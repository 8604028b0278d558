use std::env;
use std::path::PathBuf;

#[derive(Debug, Clone)]
pub struct Config {
    pub catalog_path: Option<PathBuf>,
    pub log_level: String,
    pub environment: String,
    pub currency_symbol: String,
}

impl Default for Config {
    fn default() -> Self {
        Self {
            catalog_path: None,
            log_level: "warn".to_string(),
            environment: "development".to_string(),
            currency_symbol: "₽".to_string(),
        }
    }
}

impl Config {
    pub fn from_env() -> anyhow::Result<Self> {
        dotenv::dotenv().ok();
        let defaults = Config::default();
        let config = Config {
            catalog_path: env::var("AUTOPARTS_CATALOG")
                .ok()
                .filter(|path| !path.trim().is_empty())
                .map(PathBuf::from),
            log_level: env::var("LOG_LEVEL").unwrap_or(defaults.log_level),
            environment: env::var("APP_ENV").unwrap_or(defaults.environment),
            currency_symbol: env::var("CURRENCY_SYMBOL").unwrap_or(defaults.currency_symbol),
        };

        config.validate()?;
        Ok(config)
    }

    /// Command-line `--catalog` wins over the environment.
    pub fn with_catalog_override(mut self, path: Option<PathBuf>) -> anyhow::Result<Self> {
        if path.is_some() {
            self.catalog_path = path;
            self.validate()?;
        }
        Ok(self)
    }

    fn validate(&self) -> Result<(), anyhow::Error> {
        if self.currency_symbol.trim().is_empty() {
            return Err(anyhow::anyhow!("CURRENCY_SYMBOL must not be empty"));
        }

        if let Some(path) = &self.catalog_path {
            let is_json = path
                .extension()
                .map(|ext| ext.eq_ignore_ascii_case("json"))
                .unwrap_or(false);
            if !is_json {
                return Err(anyhow::anyhow!(
                    "Catalog path must point to a .json file: {}",
                    path.display()
                ));
            }
        }

        Ok(())
    }
}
---
#### [What the task requires]
Please copy the data in full, character for character.

#### [Answer to this exercise]
repository 8604028b0278d558
use std::env;
use std::path::PathBuf;

#[derive(Debug, Clone)]
pub struct Config {
    pub catalog_path: Option<PathBuf>,
    pub log_level: String,
    pub environment: String,
    pub currency_symbol: String,
}

impl Default for Config {
    fn default() -> Self {
        Self {
            catalog_path: None,
            log_level: "warn".to_string(),
            environment: "development".to_string(),
            currency_symbol: "₽".to_string(),
        }
    }
}

impl Config {
    pub fn from_env() -> anyhow::Result<Self> {
        dotenv::dotenv().ok();
        let defaults = Config::default();
        let config = Config {
            catalog_path: env::var("AUTOPARTS_CATALOG")
                .ok()
                .filter(|path| !path.trim().is_empty())
                .map(PathBuf::from),
            log_level: env::var("LOG_LEVEL").unwrap_or(defaults.log_level),
            environment: env::var("APP_ENV").unwrap_or(defaults.environment),
            currency_symbol: env::var("CURRENCY_SYMBOL").unwrap_or(defaults.currency_symbol),
        };

        config.validate()?;
        Ok(config)
    }

    /// Command-line `--catalog` wins over the environment.
    pub fn with_catalog_override(mut self, path: Option<PathBuf>) -> anyhow::Result<Self> {
        if path.is_some() {
            self.catalog_path = path;
            self.validate()?;
        }
        Ok(self)
    }

    fn validate(&self) -> Result<(), anyhow::Error> {
        if self.currency_symbol.trim().is_empty() {
            return Err(anyhow::anyhow!("CURRENCY_SYMBOL must not be empty"));
        }

        if let Some(path) = &self.catalog_path {
            let is_json = path
                .extension()
                .map(|ext| ext.eq_ignore_ascii_case("json"))
                .unwrap_or(false);
            if !is_json {
                return Err(anyhow::anyhow!(
                    "Catalog path must point to a .json file: {}",
                    path.display()
                ));
            }
        }

        Ok(())
    }
}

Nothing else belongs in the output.